Redazione RHC : 26 June 2025 19:19
WinRAR developers have fixed a Directory Traversal vulnerability, which has been assigned the identifier CVE-2025-6218. Under certain circumstances, this bug allowed malware to be executed after the archive was extracted.
The vulnerability received a score of 7.8 on the CVSS scale and was discovered by a researcher with the handle whs3-detonator, who reported the issue through the Zero Day Initiative in early June 2025. The issue only affects the Windows version of WinRAR, starting with version 7.11 and later, while the fix was introduced in WinRAR 7.12 beta 1, released this week.
“When extracting a file in older versions of WinRAR, RAR for Windows, UnRAR and UnRAR.dll, including the portable UnRAR source code, can use the path specified in a specially crafted archive, instead of the path specified by the user,” the developers explain.
In other words, a malicious archive can contain files with a modified relative path, which forces WinRAR to extract them to potentially dangerous locations, including system directories and autostart folders.
If the contents of such an archive are malicious, the extracted files can be executed automatically, causing malicious code to be executed the next time the user logs in to Windows. Even though such programs run with user-level rights and do not have administrator or SYSTEM privileges, they are still capable of stealing sensitive data, including browser cookies and saved passwords, establishing themselves on the victim’s system, or providing remote access to their operators.
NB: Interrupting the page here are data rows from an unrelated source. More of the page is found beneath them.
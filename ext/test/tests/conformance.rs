//! Conformance tests that run YAML fixtures against patty
//!
//! Run with: cargo test -p patty-test --test conformance

#![cfg(feature = "fixtures")]

use patty_test::fixture::Fixture;
use std::fs;
use std::path::{Path, PathBuf};

/// Get the conformance directory relative to the workspace root
fn fixtures_dir() -> PathBuf {
    // The manifest dir is ext/test; the fixtures live at the workspace root
    let manifest_dir = env!("CARGO_MANIFEST_DIR");
    let ext_test = Path::new(manifest_dir);

    let workspace_root = ext_test
        .parent() // ext
        .and_then(Path::parent) // workspace
        .expect("Could not find workspace root");

    workspace_root.join("conformance")
}

fn init_tracing() {
    let _ = tracing_subscriber::fmt()
        .with_env_filter(tracing_subscriber::EnvFilter::from_default_env())
        .with_test_writer()
        .try_init();
}

/// Load and run all fixtures in a directory
fn run_fixtures_in_dir(dir: &Path) {
    init_tracing();

    if !dir.exists() {
        panic!("Fixtures directory does not exist: {}", dir.display());
    }

    let mut paths: Vec<PathBuf> = fs::read_dir(dir)
        .expect("read dir")
        .map(|entry| entry.expect("dir entry").path())
        .filter(|path| {
            path.extension()
                .is_some_and(|e| e == "yaml" || e == "yml")
        })
        .collect();
    paths.sort();
    assert!(!paths.is_empty(), "no fixtures in {}", dir.display());

    for path in paths {
        tracing::info!(fixture = %path.display(), "running fixture file");

        let yaml = fs::read_to_string(&path).expect("read yaml");

        // Parse potentially multiple fixtures (separated by ---)
        let fixtures = Fixture::from_yaml_multi(&yaml).unwrap_or_else(|e| {
            panic!("Failed to parse {}: {}", path.display(), e);
        });

        for fixture in fixtures {
            tracing::info!(name = %fixture.name, cases = fixture.cases.len(), "running fixture");
            fixture.run_and_assert();
        }
    }
}

#[test]
fn test_conditions() {
    run_fixtures_in_dir(&fixtures_dir().join("01_conditions"));
}

#[test]
fn test_lists() {
    run_fixtures_in_dir(&fixtures_dir().join("02_lists"));
}

#[test]
fn test_semantics() {
    run_fixtures_in_dir(&fixtures_dir().join("03_semantics"));
}

#[test]
fn test_invariants() {
    run_fixtures_in_dir(&fixtures_dir().join("04_invariants"));
}
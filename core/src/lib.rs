//! patty - Declarative predicate matching over nested records
//!
//! Decide whether a JSON-like record satisfies a *specification*: a typed
//! condition, or an AND-list of them, written as plain data.
//!
//! # Architecture
//!
//! - [`Path`]: Where to look: keys and indices resolved by successive descent
//! - [`MatchingData`]: What was found, with an explicit absent marker
//! - [`Condition`]: One typed test (`prop`, `path`, `value`, `valueOneOf`) with optional negation
//! - [`Specification`]: A condition or an AND-list, decoded totally from any shape
//! - [`Matcher`]: A record bound once and checked against many specifications
//!
//! # Key Design Insights
//!
//! 1. **Absent is not null**: a failed path resolution yields [`MatchingData::None`],
//!    which is distinct from a present JSON `null`.
//!
//! 2. **`MatchingData::None` → false**: absent is falsy and deep-equal to nothing, so every
//!    condition kind returns `false` for it before negation.
//!
//! 3. **Total evaluation**: malformed specifications never error or panic; they evaluate
//!    to `false` (or its negation for a negated condition).
//!
//! # Example
//!
//! ```
//! use patty::prelude::*;
//! use serde_json::json;
//!
//! let record = json!({
//!     "a": { "b": { "c": 10 } },
//!     "x": {},
//!     "y": 100,
//!     "z": "zzz"
//! });
//!
//! let matcher = bind(&record);
//!
//! // Specifications are data
//! let spec = Specification::from(json!({ "type": "valueOneOf", "prop": "x", "values": [{}, []] }));
//! assert!(matcher.matches(&spec));
//!
//! // ...or built in code
//! let spec = Specification::all([
//!     Condition::path(["a", "b", "c"]),
//!     Condition::path(["y", "name"]).negated(),
//!     Condition::value(["z"], "zzz"),
//! ]);
//! assert!(matcher.matches(&spec));
//! ```

// ═══════════════════════════════════════════════════════════════════════════════
// Modules
// ═══════════════════════════════════════════════════════════════════════════════

mod condition;
mod equality;
mod matcher;
mod matching_data;
mod path;
mod specification;
mod trace;

// ═══════════════════════════════════════════════════════════════════════════════
// Public API
// ═══════════════════════════════════════════════════════════════════════════════

// Core types
pub use condition::{Condition, ConditionKind};
pub use matcher::Matcher;
pub use matching_data::MatchingData;
pub use path::{Path, Segment};
pub use specification::Specification;

// Value semantics
pub use equality::{deep_equal, is_truthy};

// Trace types
pub use trace::SpecTrace;

use serde_json::Value;

/// Bind `record` once and evaluate any number of specifications against it.
///
/// ```
/// use patty::{bind, Specification};
/// use serde_json::json;
///
/// let record = json!({"y": 100});
/// let matcher = bind(&record);
/// assert!(matcher.matches(&Specification::from(json!({"type": "prop", "prop": "y"}))));
/// assert!(matcher.matches(&Specification::from(json!([]))));
/// ```
#[must_use]
pub fn bind(record: &Value) -> Matcher<'_> {
    Matcher::new(record)
}

/// Evaluate `spec` against `record` without binding first.
///
/// ```
/// use patty::{matches, Specification};
/// use serde_json::json;
///
/// let spec = Specification::from(json!({"type": "path", "path": ["x", "y", "z"], "negate": true}));
/// assert!(matches(&spec, &json!({"x": {}})));
/// ```
#[must_use]
pub fn matches(spec: &Specification, record: &Value) -> bool {
    spec.evaluate(record)
}

// ═══════════════════════════════════════════════════════════════════════════════
// Prelude
// ═══════════════════════════════════════════════════════════════════════════════

/// Prelude module for convenient imports.
///
/// ```
/// use patty::prelude::*;
/// ```
pub mod prelude {
    pub use crate::{
        // Entry points
        bind,
        matches,
        // Core types
        Condition,
        ConditionKind,
        Matcher,
        MatchingData,
        Path,
        Segment,
        // Trace types
        SpecTrace,
        Specification,
    };
}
In addition to CVE-2025-6218, an HTML injection issue was also fixed in WinRAR 7.12 beta 1, which occurred during report generation. This bug was reported by security researcher Marcin Bobryk (Marcin Bobryk). He explains that archive file names containing could be embedded in the HTML report as raw HTML tags. As a result, this could lead to HTML and JS injections if the reports were opened in a browser.